本研究從過表達veA基因突變株的發酵產物中檢測到3 種新的化合物，且發現多種代謝物含量與野生型存在顯著差異，表明過表達veA基因可能導致冠突散囊菌產生了某些新的次級代謝產物，進一步說明，veA作為全局性調節因子，可能也參與了冠突散囊菌次級代謝產物合成的調控，與前人研究結果一致[9?11]。轉錄組測序結果也表明，過表達veA基因突變株的基因表達譜與野生型有較大差異，共篩選到737 個DEGs。DEGs 注釋多與催化活性、膜相關和代謝調控等過程相關。在Beauveria bassiana中敲除veA導致膜相關、催化活性、氧化還原酶活性和膜運輸等成分的富集[26]，與本研究結果一致，說明veA在不同菌株中的調控作用具有一定的保守性和相似性。

DEGs 的通路富集結果表明氮代謝、MAPK 信號途徑、多種氨基酸代謝及乙醛酸和二羧酸代謝等通路均有富集。在冠突散囊菌veA敲除菌株的蛋白組學研究中，10.4%的差異表達蛋白富集于氨基酸代謝通路[27]，與本研究結果一致，進一步說明veA基因可能對冠突散囊菌氨基酸代謝等通路起著重要調控作用。本研究發現，veA過表達突變株中，涉及萜類化合物骨架代謝通路的2 個編碼聚戊烯基合成酶基因及異戊二烯基二磷酸δ-異構酶基因和法尼基焦磷酸合成酶基因的表達均顯著上調，說明過表達veA可能激活了冠突散囊菌中萜類化合物合成基因簇的表達，萜類化合物是一類重要的代謝產物，具有抗菌、抗腫瘤和抗氧化等生物學活性，極具研究價值[28?29]。
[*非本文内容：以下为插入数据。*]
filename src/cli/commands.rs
use tracing::info;

use crate::Indexer;
use crate::cli::config::{AppConfig, CollectArgs, build_options_patch, resolve_trace_path};
use crate::dom::page::Page;
use crate::error::IndexError;
use crate::report::console::format_console_report;
use crate::screen::screen_model::Snapshot;
use crate::trace::logger::TraceLogger;

// ============================================================================
// collect subcommand
// ============================================================================

/// Collect a snapshot and print it (or write it to `output`).
pub fn cmd_collect(
    config: &AppConfig,
    args: &CollectArgs,
    format: &str,
    output: Option<&str>,
) -> Result<Snapshot, IndexError> {
    let mut page = Page::load(&args.page)?;
    let mut indexer = build_indexer(config, args);

    let snapshot = indexer.collect(&mut page, &build_options_patch(config, args))?;
    info!(
        page = %args.page,
        records = snapshot.len(),
        "collected snapshot"
    );

    let rendered = render_snapshot(&snapshot, format)?;
    match output {
        Some(path) => std::fs::write(path, &rendered).map_err(|e| IndexError::io(path, e))?,
        None => print!("{}", rendered),
    }

    Ok(snapshot)
}

// ============================================================================
// overlay subcommand
// ============================================================================

/// Collect with the overlay forced on and write the annotated page dump.
/// Returns the number of boxes drawn.
pub fn cmd_overlay(config: &AppConfig, args: &CollectArgs, output: &str) -> Result<usize, IndexError> {
    let mut page = Page::load(&args.page)?;
    let mut indexer = build_indexer(config, args);

    let patch = build_options_patch(config, args).highlight(true);
    let snapshot = indexer.collect(&mut page, &patch)?;

    let dump = serde_json::to_string_pretty(&page.to_fixture()).map_err(|e| {
        IndexError::JsonSerialize {
            context: "annotated page dump".into(),
            source: e,
        }
    })?;
    std::fs::write(output, dump).map_err(|e| IndexError::io(output, e))?;

    println!("Drew {} boxes into {}", snapshot.len(), output);
    Ok(snapshot.len())
}

// ============================================================================
// Helpers
// ============================================================================

fn build_indexer(config: &AppConfig, args: &CollectArgs) -> Indexer {
    let indexer = Indexer::new();
    match resolve_trace_path(config, args) {
        Some(path) => indexer.with_tracer(TraceLogger::new(path)),
        None => indexer,
    }
}

/// Render a snapshot as pretty JSON (default) or a console table.
pub fn render_snapshot(snapshot: &Snapshot, format: &str) -> Result<String, IndexError> {
    match format {
        "console" | "table" => Ok(format_console_report(snapshot)),
        _ => serde_json::to_string_pretty(snapshot)
            .map(|mut json| {
                json.push('\n');
                json
            })
            .map_err(|e| IndexError::JsonSerialize {
                context: "snapshot".into(),
                source: e,
            }),
    }
}
pub mod console;
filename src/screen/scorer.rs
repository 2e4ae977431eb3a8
use crate::screen::screen_model::ElementDetails;

const HEADING_TAGS: &[&str] = &["h1", "h2", "h3", "h4", "h5", "h6"];
const CONTENT_TAGS: &[&str] = &["p", "article", "section", "main"];

/// Additive salience score. Higher means a more stable, more meaningful
/// target; used for ordering only.
pub fn priority_score(details: &ElementDetails) -> u32 {
    let mut score = 0;

    // Stable identifiers
    if details.id.is_some() {
        score += 100;
    }
    if details.data_testid.is_some() {
        score += 90;
    }
    if details.data_test.is_some() {
        score += 85;
    }
    if details.aria_label.is_some() {
        score += 80;
    }
    if details.name.is_some() {
        score += 70;
    }
    if details.role.is_some() {
        score += 60;
    }

    // Form fields
    if details.tag == "input" {
        match details.input_type.as_deref() {
            Some("text") | Some("email") | Some("password") => score += 50,
            Some("submit") | Some("button") => score += 40,
            _ => {}
        }
    }

    if matches!(details.tag.as_str(), "button" | "a") {
        score += 30;
    }

    if HEADING_TAGS.contains(&details.tag.as_str()) {
        score += 25;
    }

    if CONTENT_TAGS.contains(&details.tag.as_str()) {
        score += 15;
    }

    if !details.text.is_empty() {
        score += 20;
    }

    score
}
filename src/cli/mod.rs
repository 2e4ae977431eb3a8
pub mod commands;
pub mod config;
基于antiSMASH 對轉錄組數據進行注釋，結果表明，過表達veA導致了冠突散囊菌基因組中約10.64%的次級代謝產物合成相關基因的表達發生顯著變化，說明過表達veA可能激活了冠突散囊菌次生代謝產物的合成。Cary 等[30]對黃曲霉的研究表明，56個次級代謝產物基因簇中有28個基因簇的表達與veA相關。張夢薇[31]研究了過表達veA對黑曲霉轉錄水平的影響，發現黑曲霉中次生代謝產物基因簇中32 個核心基因的表達均受到了影響，與本研究結果一致。本研究發現，次級代謝產物基因簇32 中多個與次級代謝產物合成相關基因的表達顯著上調，包括1 個核心骨架基因細胞色素P450單加氧酶基因，該酶被認為參與了多種代謝產物的合成和結構修飾，如萜類化合物、甾醇以及生物堿類化合物等[28]。蒽酮類次生代謝產物含量的顯著提高同樣被認為與Cytochrome P450 的表達有關[32]。由此推斷，過表達veA可能激活了以Cytochrome P450 為代表的次級代謝產物合成過程中關鍵酶基因的表達。

綜上所述，本研究為冠突散囊菌次級代謝產物的進一步開發和利用提供了新的見解和理論依據，后期可運用多種分離純化手段和核磁共振等技術對過表達veA突變株的代謝圖譜和差異化合物進行分離檢測，以期發現具有新穎結構和功能的次級代謝產物。